While Asian clams have been discovered in Glendo, Game and Fish said it is not implementing any changes to regulations for boaters or other water users in the area at this time.

The department said its watercraft inspections have been busy all summer and that inspectors have seen an increase in aquatic invasive species on boats statewide.

“We have been decontaminating each boat entering from South Dakota as well as any boats coming from a high-risk water,” Josh Leonard, AIS coordinator with Game and Fish, said. “We’re taking the movement of zebra mussels incredibly seriously.

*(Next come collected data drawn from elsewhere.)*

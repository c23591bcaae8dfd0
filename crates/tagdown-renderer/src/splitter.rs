//! Code region splitting.
//!
//! Partitions a document into code and non-code segments so that custom tags
//! are only expanded outside fenced code blocks and `<pre>` regions.

use std::sync::LazyLock;

use regex::Regex;

/// Fenced block (triple backticks) or literal `<pre>` region, both lazy and
/// spanning lines. A construct without its closing delimiter never matches.
static CODE_REGION_RE: LazyLock<Regex> =
    LazyLock::new(|| Regex::new(r"(?s)```.*?```|<pre>.*?</pre>").unwrap());

/// A contiguous slice of the source document.
#[derive(Debug, Clone, Copy, PartialEq, Eq)]
pub enum Segment<'a> {
    /// Text outside any code region; custom tags are expanded here.
    Text(&'a str),
    /// A code region including its delimiters, emitted verbatim.
    Code(&'a str),
}

impl<'a> Segment<'a> {
    /// The original text of this segment.
    #[must_use]
    pub fn as_str(&self) -> &'a str {
        match self {
            Self::Text(s) | Self::Code(s) => s,
        }
    }

    /// Whether this segment is a code region.
    #[must_use]
    pub fn is_code(&self) -> bool {
        matches!(self, Self::Code(_))
    }
}

/// Split `text` into alternating text and code segments.
///
/// Concatenating the segments in order reproduces `text` exactly. Code
/// segments are never empty; empty text segments are not emitted.
///
/// # Example
///
/// ```
/// use tagdown_renderer::{Segment, split_code_regions};
///
/// let segments = split_code_regions("a<pre>b</pre>c");
/// assert_eq!(
///     segments,
///     vec![Segment::Text("a"), Segment::Code("<pre>b</pre>"), Segment::Text("c")]
/// );
/// ```
#[must_use]
pub fn split_code_regions(text: &str) -> Vec<Segment<'_>> {
    let mut segments = Vec::new();
    let mut last_end = 0;

    for m in CODE_REGION_RE.find_iter(text) {
        if m.start() > last_end {
            segments.push(Segment::Text(&text[last_end..m.start()]));
        }
        segments.push(Segment::Code(m.as_str()));
        last_end = m.end();
    }

    if last_end < text.len() {
        segments.push(Segment::Text(&text[last_end..]));
    }

    segments
}
//! Ordered chain of tag transformers.

use std::borrow::Cow;

use super::{
    ColorTag, ContainerKind, ContainerTag, TagTransformer, TransformContext, VideoTag,
};
use crate::RenderError;

/// Applies tag transformers in registration order.
///
/// Each transformer sees the output of the previous one. The standard order
/// is color, video, rtl, ltr, mono: containers run last so the content they
/// render recursively already has its color and video tags expanded.
pub struct TagPipeline {
    transformers: Vec<Box<dyn TagTransformer>>,
}

impl Default for TagPipeline {
    fn default() -> Self {
        Self::standard()
    }
}

impl TagPipeline {
    /// Create an empty pipeline.
    #[must_use]
    pub fn new() -> Self {
        Self {
            transformers: Vec::new(),
        }
    }

    /// Create the standard pipeline: color, video, rtl, ltr, mono.
    #[must_use]
    pub fn standard() -> Self {
        Self::new()
            .with_transformer(ColorTag)
            .with_transformer(VideoTag)
            .with_transformer(ContainerTag::new(ContainerKind::Rtl))
            .with_transformer(ContainerTag::new(ContainerKind::Ltr))
            .with_transformer(ContainerTag::new(ContainerKind::Mono))
    }

    /// Append a transformer to the end of the chain.
    #[must_use]
    pub fn with_transformer<T: TagTransformer + 'static>(mut self, transformer: T) -> Self {
        self.transformers.push(Box::new(transformer));
        self
    }

    /// Names of the registered transformers, in execution order.
    #[must_use]
    pub fn names(&self) -> Vec<&str> {
        self.transformers.iter().map(|t| t.name()).collect()
    }

    /// Run every transformer over a non-code segment.
    ///
    /// # Errors
    ///
    /// Returns the first error raised by a transformer.
    pub fn apply(&self, segment: &str, ctx: &TransformContext<'_>) -> Result<String, RenderError> {
        let mut text = segment.to_owned();
        for transformer in &self.transformers {
            let changed = match transformer.transform(&text, ctx)? {
                Cow::Borrowed(_) => None,
                Cow::Owned(changed) => Some(changed),
            };
            if let Some(changed) = changed {
                tracing::trace!(tag = transformer.name(), "Expanded tags");
                text = changed;
            }
        }
        Ok(text)
    }
}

If they get into our state, they can spread — evident by what we see here with Asian clams.”

Any watercraft transporting into Wyoming between March 1 and Nov. 30 must undergo an inspection by an authorized inspector prior to launching on any water in Wyoming, Game and Fish said. Boats are also required to stop at invasive species check stations anytime they pass one.

“These stops are designed to stop the spread of AIS,” Leonard said. “It’s the law to stop — and it’s a small sacrifice of time to ensure the waters you like to visit remain AIS free and without restrictions for recreation.”

There are rapid response plans in place if zebra or quagga mussels are discovered in Wyoming’s highest-recreation waters, Game and Fish said. That would include things like the closing of boat ramps and mandatory inspections prior to boat launches.

“To see those plans and the most recent information on Wyoming AIS, visit the Game and Fish website,” the department said.